Por dois dias corri pelo deserto, sem pausas para descansar ou dormir. Jamais conseguiria dormir com aquele pedido de socorro me assombrando. Por vezes, a trança em meu pulso ficava mais fria, mas se eu voltasse para certa direção, seguindo a noroeste, ela tornava a esquentar. A cada segundo, minha angústia crescia. Fazia quatro dias que Ibn Jahira estava com Bahaal’zar. Duvidava que o mal ainda não tivesse sido feito, mas rezava a Safiah por todo o tempo e com todas as minhas forças, pedindo que ela poupasse de alguma forma aquela garota e sua ammah do mesmo sofrimento que eu conhecia tão bem. Imaginava Ibn Lafta cantando na porta todos os dias, esperando que sua filha voltasse. E continuava. Continuava, vendo as cascavéis surgirem cada vez mais abundantes na areia e as aves de rapina e os abutres voando agourentos no céu ao longe. Comecei a me sentir o que eu realmente era: uma simples presa no meio do deserto. Presa de Bahaal’zar.
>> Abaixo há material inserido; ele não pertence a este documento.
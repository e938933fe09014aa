//! Request-scoped cache of usage history.
//!
//! One storage query per (license, cycle) pair serves every usage group of
//! that license. Any write for the license drops its entries.

use std::collections::HashMap;
use std::sync::Arc;
use tally_core::Result;
use tally_core::cycle::BillingCycle;
use tally_core::ids::{BillingCycleId, LicenseId};
use tally_core::ports::{CycleUsage, UsageRecordStore};
use tally_core::usage::UsageRecord;
use tokio::sync::RwLock;
use tracing::debug;

#[derive(Debug, Clone, Copy, PartialEq, Eq, Hash)]
struct CacheKey {
    license_id: LicenseId,
    cycle_id: BillingCycleId,
    start: i64,
    end: i64,
}

impl CacheKey {
    fn new(license_id: LicenseId, cycle: &BillingCycle) -> Self {
        Self {
            license_id,
            cycle_id: cycle.id,
            start: cycle.start,
            end: cycle.end,
        }
    }
}

/// Usage history keyed by license and billing cycle.
///
/// Inserts go through [`UsageHistoryCache::record`], which holds the write
/// lock across the store insert and the invalidation so no reader can cache
/// a snapshot taken before a committed insert.
#[derive(Default)]
pub struct UsageHistoryCache {
    entries: RwLock<HashMap<CacheKey, Arc<CycleUsage>>>,
}

impl UsageHistoryCache {
    pub fn new() -> Self {
        Self::default()
    }

    /// Return the cached history for the cycle, loading it from the store on
    /// first use.
    pub async fn get_or_load(
        &self,
        license_id: LicenseId,
        cycle: &BillingCycle,
        store: &dyn UsageRecordStore,
    ) -> Result<Arc<CycleUsage>> {
        let key = CacheKey::new(license_id, cycle);

        {
            let entries = self.entries.read().await;
            if let Some(history) = entries.get(&key) {
                debug!(license_id = %license_id, cycle_id = %cycle.id, "Usage history cache hit");
                return Ok(history.clone());
            }
        }

        let mut entries = self.entries.write().await;
        if let Some(history) = entries.get(&key) {
            return Ok(history.clone());
        }

        debug!(license_id = %license_id, cycle_id = %cycle.id, "Usage history cache miss");
        let history = Arc::new(store.list_for_cycle(license_id, cycle).await?);
        entries.insert(key, history.clone());
        Ok(history)
    }

    /// Insert a record and drop every cached cycle of its license.
    ///
    /// Entries are dropped even when the insert fails.
    pub async fn record(&self, record: &UsageRecord, store: &dyn UsageRecordStore) -> Result<()> {
        let mut entries = self.entries.write().await;
        let inserted = store.insert(record).await;
        entries.retain(|key, _| key.license_id != record.license_id);
        inserted
    }

    /// Drop every cached cycle of a license.
    pub async fn invalidate(&self, license_id: LicenseId) {
        let mut entries = self.entries.write().await;
        entries.retain(|key, _| key.license_id != license_id);
        debug!(license_id = %license_id, "Usage history cache invalidated");
    }

    pub async fn contains(&self, license_id: LicenseId, cycle: &BillingCycle) -> bool {
        self.entries
            .read()
            .await
            .contains_key(&CacheKey::new(license_id, cycle))
    }

    pub async fn len(&self) -> usize {
        self.entries.read().await.len()
    }

    pub async fn is_empty(&self) -> bool {
        self.entries.read().await.is_empty()
    }
}

#[cfg(test)]
mod tests {
    use super::*;
    use crate::memory::InMemoryUsageStore;
    use tally_core::ids::{RevisionId, UsageGroupName};

    fn record(license_id: LicenseId, start: i64, end: i64) -> UsageRecord {
        UsageRecord::new(
            license_id,
            RevisionId::new(),
            UsageGroupName::from("api_calls"),
            1,
            start,
            end,
        )
    }

    #[tokio::test]
    async fn test_loads_once_per_cycle() {
        let store = InMemoryUsageStore::new();
        let cache = UsageHistoryCache::new();
        let license_id = LicenseId::new();
        let cycle = BillingCycle::new(license_id, 1000, 1999);

        cache.get_or_load(license_id, &cycle, &store).await.unwrap();
        cache.get_or_load(license_id, &cycle, &store).await.unwrap();

        assert_eq!(store.list_calls(), 1);
        assert!(cache.contains(license_id, &cycle).await);
    }

    #[tokio::test]
    async fn test_record_invalidates_only_that_license() {
        let store = InMemoryUsageStore::new();
        let cache = UsageHistoryCache::new();
        let first = LicenseId::new();
        let second = LicenseId::new();
        let first_cycle = BillingCycle::new(first, 1000, 1999);
        let second_cycle = BillingCycle::new(second, 1000, 1999);

        cache.get_or_load(first, &first_cycle, &store).await.unwrap();
        cache.get_or_load(second, &second_cycle, &store).await.unwrap();
        assert_eq!(cache.len().await, 2);

        cache.record(&record(first, 1000, 1100), &store).await.unwrap();

        assert!(!cache.contains(first, &first_cycle).await);
        assert!(cache.contains(second, &second_cycle).await);
        assert_eq!(store.len(), 1);
    }

    #[tokio::test]
    async fn test_invalidate_clears_license() {
        let store = InMemoryUsageStore::new();
        let cache = UsageHistoryCache::new();
        let license_id = LicenseId::new();
        let cycle = BillingCycle::new(license_id, 1000, 1999);

        cache.get_or_load(license_id, &cycle, &store).await.unwrap();
        cache.invalidate(license_id).await;

        assert!(cache.is_empty().await);
    }
}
Foi na manhã do terceiro dia que senti a trança de Ibn Jahira esquentar tanto em meu pulso que tive de tirá-la de onde estava. Quando fiz isto, eu também recebi a benção do silêncio novamente. Os lamentos pararam e nunca imaginei que pudesse me sentir tão aliviado.

Eu já chegara na fronteira entre Qasar e Qasif. Podia ver, ao longe, um paredão rochoso, uma espécie de falésia. Ela me parecia escura e estranha, maléfica e cheia de sombras, mas acho que não estava mais completamente são depois de ouvir vozes e pedidos de socorro por dois dias inteiros. De qualquer modo, aquele lugar me atraía. Sabia que acharia algo lá, e comecei a acreditar que Safiah jamais estivera comigo — aquilo era uma armadilha montada para mim.

Não seja tolo, Farid. Não se dê tanta importância.

Não era questão de me dar importância. Era questão de saber que o mal me perseguia e que eu estava fadado a topar de verdade com ele em algum momento do meu destino. Destino traçado pelas mãos erradas.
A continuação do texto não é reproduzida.